During development, neural crest cells give rise to craniofacial skeleton. Craniofacial disorders resulting from disruptions in this process are among the most common birth defects. The FGF signaling pathway has been implicated in a number of craniofacial syndromes including Crouzon, Apert, Muenke, DiGeorge, Kallman, Crouzon, and Saethre-Chotzen syndromes. Identifying and understanding the developmental roles of the FGF signaling pathway in craniofacial development is therefore of major importance to human health. Conditional inactivation of Fgfr1 in neural crest cells results in cleft palate and frontonasal dysplasia but no studies have identified the precise function of Fgfr1 in these cells.
The aims of this proposal are to (1) identify the cellular processes mediated by Fgfr1 in cranial neural crest cells and (2) identify the intracellular signaling pathways utilized by Fgfr1 to initiate these processes.
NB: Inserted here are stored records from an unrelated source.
//! Three-season calendar and per-hazard seasonal offsets.

use chrono::{Datelike as _, NaiveDate};
use health_risk_hazard_models::HazardKind;
use serde::{Deserialize, Serialize};
use strum::IntoEnumIterator as _;
use strum_macros::{AsRefStr, Display, EnumIter, EnumString};

use crate::SettingsError;

/// Climatic season.
#[derive(
    Debug,
    Clone,
    Copy,
    PartialEq,
    Eq,
    Hash,
    Serialize,
    Deserialize,
    Display,
    EnumString,
    AsRefStr,
    EnumIter,
)]
#[serde(rename_all = "SCREAMING_SNAKE_CASE")]
#[strum(serialize_all = "SCREAMING_SNAKE_CASE")]
pub enum Season {
    /// Inter-monsoon heat.
    Hot,
    /// Southwest monsoon.
    Wet,
    /// Northeast monsoon.
    Cool,
}

impl Season {
    /// Human-readable label.
    #[must_use]
    pub const fn label(self) -> &'static str {
        match self {
            Self::Hot => "Hot season",
            Self::Wet => "Wet season",
            Self::Cool => "Cool season",
        }
    }
}

/// Months (1-12) assigned to each season, as written in config.
#[derive(Debug, Clone, PartialEq, Eq, Serialize, Deserialize)]
struct SeasonMonths {
    hot: Vec<u32>,
    wet: Vec<u32>,
    cool: Vec<u32>,
}

/// Month → season lookup. Every month maps to exactly one season.
#[derive(Debug, Clone, PartialEq, Eq, Serialize, Deserialize)]
#[serde(try_from = "SeasonMonths", into = "SeasonMonths")]
pub struct SeasonCalendar {
    months: [Season; 12],
}

impl Default for SeasonCalendar {
    /// Hot Mar-May, Wet Jun-Oct, Cool Nov-Feb.
    fn default() -> Self {
        use Season::{Cool, Hot, Wet};
        Self {
            months: [
                Cool, Cool, Hot, Hot, Hot, Wet, Wet, Wet, Wet, Wet, Cool, Cool,
            ],
        }
    }
}

impl SeasonCalendar {
    /// Season for a calendar date.
    #[must_use]
    pub fn season_for(&self, date: NaiveDate) -> Season {
        self.months[date.month0() as usize]
    }
}

impl TryFrom<SeasonMonths> for SeasonCalendar {
    type Error = SettingsError;

    fn try_from(value: SeasonMonths) -> Result<Self, Self::Error> {
        let mut months: [Option<Season>; 12] = [None; 12];

        for (season, list) in [
            (Season::Hot, &value.hot),
            (Season::Wet, &value.wet),
            (Season::Cool, &value.cool),
        ] {
            for &month in list {
                let slot = month
                    .checked_sub(1)
                    .and_then(|i| months.get_mut(i as usize))
                    .ok_or(SettingsError::InvalidMonth { month })?;
                if slot.is_some() {
                    return Err(SettingsError::DuplicateMonth { month });
                }
                *slot = Some(season);
            }
        }

        let mut resolved = [Season::Hot; 12];
        for (i, slot) in months.iter().enumerate() {
            resolved[i] = slot.ok_or(SettingsError::UnmappedMonth {
                month: u32::try_from(i + 1).unwrap_or(u32::MAX),
            })?;
        }

        Ok(Self { months: resolved })
    }
}

impl From<SeasonCalendar> for SeasonMonths {
    fn from(calendar: SeasonCalendar) -> Self {
        let collect = |season: Season| {
            (1..=12u32)
                .zip(calendar.months)
                .filter(|(_, s)| *s == season)
                .map(|(m, _)| m)
                .collect()
        };
        Self {
            hot: collect(Season::Hot),
            wet: collect(Season::Wet),
            cool: collect(Season::Cool),
        }
    }
}

/// Fractional adjustment per season (`0.3` = +30%).
#[derive(Debug, Clone, Copy, PartialEq, Serialize, Deserialize)]
pub struct SeasonalOffsets {
    /// Hot-season offset.
    pub hot: f64,
    /// Wet-season offset.
    pub wet: f64,
    /// Cool-season offset.
    pub cool: f64,
}

impl SeasonalOffsets {
    /// Offset for one season.
    #[must_use]
    pub const fn for_season(&self, season: Season) -> f64 {
        match season {
            Season::Hot => self.hot,
            Season::Wet => self.wet,
            Season::Cool => self.cool,
        }
    }
}

/// Seasonal offsets for every hazard.
#[derive(Debug, Clone, Copy, PartialEq, Serialize, Deserialize)]
#[serde(default)]
pub struct HazardSeasonality {
    /// Dengue peaks in the wet season.
    pub dengue: SeasonalOffsets,
    /// Haze worsens in the hot season.
    pub air_quality: SeasonalOffsets,
    /// Respiratory load peaks in the cool season.
    pub epidemic: SeasonalOffsets,
}

impl Default for HazardSeasonality {
    fn default() -> Self {
        Self {
            dengue: SeasonalOffsets {
                hot: 0.15,
                wet: 0.30,
                cool: -0.10,
            },
            air_quality: SeasonalOffsets {
                hot: 0.20,
                wet: 0.0,
                cool: -0.10,
            },
            epidemic: SeasonalOffsets {
                hot: 0.0,
                wet: 0.05,
                cool: 0.25,
            },
        }
    }
}

impl HazardSeasonality {
    /// Offset for one hazard in one season.
    #[must_use]
    pub const fn offset(&self, kind: HazardKind, season: Season) -> f64 {
        match kind {
            HazardKind::Dengue => self.dengue.for_season(season),
            HazardKind::AirQuality => self.air_quality.for_season(season),
            HazardKind::Epidemic => self.epidemic.for_season(season),
        }
    }

    /// Checks that every offset is finite and above -1.
    ///
    /// # Errors
    ///
    /// Returns [`SettingsError::InvalidSeasonalOffset`] for the first bad
    /// offset.
    pub fn validate(&self) -> Result<(), SettingsError> {
        for kind in HazardKind::all() {
            for season in Season::iter() {
                let offset = self.offset(*kind, season);
                if !offset.is_finite() || offset <= -1.0 {
                    return Err(SettingsError::InvalidSeasonalOffset {
                        hazard: *kind,
                        season,
                        offset,
                    });
                }
            }
        }
        Ok(())
    }
}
To achieve these aims I will utilize conditional mouse genetics to disrupt Fgfr1 function in neural crest cells. I will monitor proliferation, migration, apoptosis and patterning i vivo to determine the cellular processes Fgfr1 mediates in craniofacial development. In parallel, I have generated mice harboring an allelic series of point mutations designed to disrupt the ability of Fgfr1 to utilize various intracellular signaling pathways. I will evaluate these mutantsfor neural crest cell and craniofacial phenotypes, to elucidate how Fgfr1 signaling pathways are utilized in these contexts. This proposal will therefore provide a detailed, mechanistic understanding of how Fgfr1 functions in normal craniofacial development.
This project seeks to identify how fibroblast growth factor receptor 1 (Fgfr1) utilizes various intracellular signaling pathways to confer its function in craniofacial development. Fgfr1 is crucial for normal development and has been implicated in numerous congenital and neoplastic disorders. Understanding how Fgfr1 normally functions is therefore critically important to identifying how signaling has gone awry in Fgf related pathologies.